**WHAT IS EXPECTED:** For the data below, give again exactly the lines from the one containing "Ok(Box::new(peer))" through the one containing "pub fn matches(&self, path: &str)", both ends included, and no others.

______________________________

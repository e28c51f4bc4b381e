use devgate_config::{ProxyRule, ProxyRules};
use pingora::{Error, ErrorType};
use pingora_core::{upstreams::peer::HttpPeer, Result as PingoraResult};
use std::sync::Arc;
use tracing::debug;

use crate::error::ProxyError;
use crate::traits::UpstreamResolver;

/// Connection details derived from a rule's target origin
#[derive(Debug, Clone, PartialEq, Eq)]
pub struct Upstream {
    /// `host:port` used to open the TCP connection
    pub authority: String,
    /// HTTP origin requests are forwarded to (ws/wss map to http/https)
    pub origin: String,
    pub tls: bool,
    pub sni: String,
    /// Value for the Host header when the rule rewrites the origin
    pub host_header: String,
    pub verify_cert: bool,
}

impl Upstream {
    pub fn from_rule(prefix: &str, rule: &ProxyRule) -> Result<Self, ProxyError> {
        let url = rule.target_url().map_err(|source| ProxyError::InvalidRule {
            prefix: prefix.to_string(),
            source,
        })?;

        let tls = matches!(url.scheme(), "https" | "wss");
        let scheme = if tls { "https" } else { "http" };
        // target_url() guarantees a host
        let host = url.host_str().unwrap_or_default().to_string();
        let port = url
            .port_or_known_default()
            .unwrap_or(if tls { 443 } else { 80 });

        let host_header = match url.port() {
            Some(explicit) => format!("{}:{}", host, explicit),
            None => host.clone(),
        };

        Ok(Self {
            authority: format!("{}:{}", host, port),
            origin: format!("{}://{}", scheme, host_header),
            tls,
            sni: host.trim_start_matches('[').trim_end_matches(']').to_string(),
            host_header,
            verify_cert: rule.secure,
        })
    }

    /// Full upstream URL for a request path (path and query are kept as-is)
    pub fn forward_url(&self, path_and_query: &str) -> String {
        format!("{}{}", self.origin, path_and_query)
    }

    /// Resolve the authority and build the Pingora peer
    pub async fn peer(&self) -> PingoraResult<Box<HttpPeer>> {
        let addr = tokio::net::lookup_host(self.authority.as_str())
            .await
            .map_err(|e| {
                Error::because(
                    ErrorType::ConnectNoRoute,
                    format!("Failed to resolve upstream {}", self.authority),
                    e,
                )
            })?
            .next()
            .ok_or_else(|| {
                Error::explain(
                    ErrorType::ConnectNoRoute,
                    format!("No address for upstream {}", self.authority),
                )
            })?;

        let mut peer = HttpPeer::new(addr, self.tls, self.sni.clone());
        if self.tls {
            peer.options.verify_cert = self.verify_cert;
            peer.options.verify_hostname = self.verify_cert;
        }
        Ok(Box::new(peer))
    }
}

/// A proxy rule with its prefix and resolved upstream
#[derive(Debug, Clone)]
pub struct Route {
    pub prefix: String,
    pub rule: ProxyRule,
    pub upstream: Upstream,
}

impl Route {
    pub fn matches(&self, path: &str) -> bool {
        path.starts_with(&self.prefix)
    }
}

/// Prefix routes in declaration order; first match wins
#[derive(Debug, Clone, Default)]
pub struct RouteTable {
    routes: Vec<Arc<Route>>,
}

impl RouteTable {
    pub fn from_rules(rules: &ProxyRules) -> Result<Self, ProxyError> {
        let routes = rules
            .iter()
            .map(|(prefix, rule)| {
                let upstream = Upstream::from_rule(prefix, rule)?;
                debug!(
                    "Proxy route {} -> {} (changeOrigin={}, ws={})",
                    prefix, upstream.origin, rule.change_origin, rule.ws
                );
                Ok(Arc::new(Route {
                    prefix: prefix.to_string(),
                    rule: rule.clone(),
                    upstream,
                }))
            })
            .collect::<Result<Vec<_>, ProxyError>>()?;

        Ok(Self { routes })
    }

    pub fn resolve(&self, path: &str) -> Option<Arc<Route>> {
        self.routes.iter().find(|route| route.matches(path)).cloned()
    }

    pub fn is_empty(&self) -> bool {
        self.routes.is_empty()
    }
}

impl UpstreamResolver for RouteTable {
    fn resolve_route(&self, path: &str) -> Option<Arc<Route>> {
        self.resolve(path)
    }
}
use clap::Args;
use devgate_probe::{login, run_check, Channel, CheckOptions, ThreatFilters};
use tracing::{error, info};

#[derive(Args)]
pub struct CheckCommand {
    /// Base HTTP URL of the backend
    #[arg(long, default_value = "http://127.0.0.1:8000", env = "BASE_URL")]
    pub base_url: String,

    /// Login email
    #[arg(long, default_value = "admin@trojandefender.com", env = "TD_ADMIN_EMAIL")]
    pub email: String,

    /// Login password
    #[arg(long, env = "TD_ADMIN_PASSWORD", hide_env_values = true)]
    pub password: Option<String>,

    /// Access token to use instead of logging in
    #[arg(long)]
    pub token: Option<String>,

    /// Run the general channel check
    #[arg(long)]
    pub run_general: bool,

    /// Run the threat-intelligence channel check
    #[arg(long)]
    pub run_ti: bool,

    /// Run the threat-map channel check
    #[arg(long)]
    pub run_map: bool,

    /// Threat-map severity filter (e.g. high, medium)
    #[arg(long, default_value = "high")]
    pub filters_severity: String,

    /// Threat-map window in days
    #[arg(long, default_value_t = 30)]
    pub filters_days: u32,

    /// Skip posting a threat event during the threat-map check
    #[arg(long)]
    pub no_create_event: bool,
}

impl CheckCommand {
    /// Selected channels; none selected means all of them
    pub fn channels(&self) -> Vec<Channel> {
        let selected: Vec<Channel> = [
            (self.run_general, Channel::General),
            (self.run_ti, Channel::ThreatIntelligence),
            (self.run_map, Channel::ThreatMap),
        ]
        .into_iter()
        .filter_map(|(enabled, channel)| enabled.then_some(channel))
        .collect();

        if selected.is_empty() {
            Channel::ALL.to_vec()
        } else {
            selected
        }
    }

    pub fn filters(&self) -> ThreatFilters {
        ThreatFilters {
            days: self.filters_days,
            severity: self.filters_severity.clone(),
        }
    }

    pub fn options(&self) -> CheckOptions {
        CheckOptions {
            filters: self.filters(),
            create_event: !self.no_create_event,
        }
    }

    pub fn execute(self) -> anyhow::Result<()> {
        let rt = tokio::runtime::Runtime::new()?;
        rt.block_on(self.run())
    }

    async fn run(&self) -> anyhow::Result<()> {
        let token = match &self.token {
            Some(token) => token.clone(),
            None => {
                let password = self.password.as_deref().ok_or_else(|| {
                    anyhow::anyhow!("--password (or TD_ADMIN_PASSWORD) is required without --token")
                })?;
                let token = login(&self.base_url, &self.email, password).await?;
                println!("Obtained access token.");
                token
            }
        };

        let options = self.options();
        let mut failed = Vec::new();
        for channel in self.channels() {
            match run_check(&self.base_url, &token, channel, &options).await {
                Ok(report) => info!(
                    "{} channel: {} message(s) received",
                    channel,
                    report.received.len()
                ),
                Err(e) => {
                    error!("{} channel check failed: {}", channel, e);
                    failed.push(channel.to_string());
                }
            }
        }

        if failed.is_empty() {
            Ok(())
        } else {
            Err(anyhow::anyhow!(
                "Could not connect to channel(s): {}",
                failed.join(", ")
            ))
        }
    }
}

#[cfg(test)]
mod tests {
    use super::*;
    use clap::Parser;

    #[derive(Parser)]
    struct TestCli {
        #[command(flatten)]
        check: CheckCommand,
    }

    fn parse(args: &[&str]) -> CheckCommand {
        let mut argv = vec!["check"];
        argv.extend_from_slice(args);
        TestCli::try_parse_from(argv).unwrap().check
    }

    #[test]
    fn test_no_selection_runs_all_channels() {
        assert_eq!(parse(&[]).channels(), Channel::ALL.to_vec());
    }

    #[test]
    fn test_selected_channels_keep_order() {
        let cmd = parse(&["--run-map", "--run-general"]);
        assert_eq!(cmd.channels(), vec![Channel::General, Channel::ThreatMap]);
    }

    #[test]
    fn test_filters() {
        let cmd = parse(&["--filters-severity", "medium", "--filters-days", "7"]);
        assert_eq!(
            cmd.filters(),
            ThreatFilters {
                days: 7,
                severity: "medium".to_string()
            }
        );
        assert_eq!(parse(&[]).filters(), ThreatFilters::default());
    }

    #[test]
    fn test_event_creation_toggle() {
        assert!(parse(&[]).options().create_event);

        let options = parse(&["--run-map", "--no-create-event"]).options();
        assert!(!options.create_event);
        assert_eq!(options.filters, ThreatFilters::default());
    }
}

______________________________

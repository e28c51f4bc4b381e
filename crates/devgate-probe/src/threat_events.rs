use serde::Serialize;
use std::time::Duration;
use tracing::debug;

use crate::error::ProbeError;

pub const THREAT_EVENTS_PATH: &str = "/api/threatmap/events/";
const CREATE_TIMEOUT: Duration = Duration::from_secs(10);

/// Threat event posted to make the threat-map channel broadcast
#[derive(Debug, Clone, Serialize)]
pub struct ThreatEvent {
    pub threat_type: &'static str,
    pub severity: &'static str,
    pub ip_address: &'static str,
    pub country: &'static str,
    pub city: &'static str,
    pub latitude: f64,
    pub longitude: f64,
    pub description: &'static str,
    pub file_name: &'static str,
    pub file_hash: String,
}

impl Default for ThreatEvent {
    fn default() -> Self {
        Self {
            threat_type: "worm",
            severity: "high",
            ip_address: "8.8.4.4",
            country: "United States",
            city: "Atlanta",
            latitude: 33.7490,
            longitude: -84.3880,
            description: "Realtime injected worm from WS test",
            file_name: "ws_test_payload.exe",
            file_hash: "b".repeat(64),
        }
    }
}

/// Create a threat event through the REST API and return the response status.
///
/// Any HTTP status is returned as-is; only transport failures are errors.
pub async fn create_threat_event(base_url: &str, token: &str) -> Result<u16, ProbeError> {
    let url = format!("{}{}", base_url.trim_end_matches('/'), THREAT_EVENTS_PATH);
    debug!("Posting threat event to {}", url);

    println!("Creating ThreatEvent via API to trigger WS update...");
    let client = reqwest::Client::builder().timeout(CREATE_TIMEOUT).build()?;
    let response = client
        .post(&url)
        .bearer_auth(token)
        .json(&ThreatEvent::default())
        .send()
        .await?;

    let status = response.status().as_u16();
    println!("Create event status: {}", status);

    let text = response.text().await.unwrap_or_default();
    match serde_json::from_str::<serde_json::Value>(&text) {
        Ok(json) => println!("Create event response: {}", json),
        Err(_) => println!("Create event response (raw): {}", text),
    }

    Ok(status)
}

______________________________

**SOLUTION TO THIS PROBLEM:**
        Ok(Box::new(peer))
    }
}

/// A proxy rule with its prefix and resolved upstream
#[derive(Debug, Clone)]
pub struct Route {
    pub prefix: String,
    pub rule: ProxyRule,
    pub upstream: Upstream,
}

impl Route {
    pub fn matches(&self, path: &str) -> bool {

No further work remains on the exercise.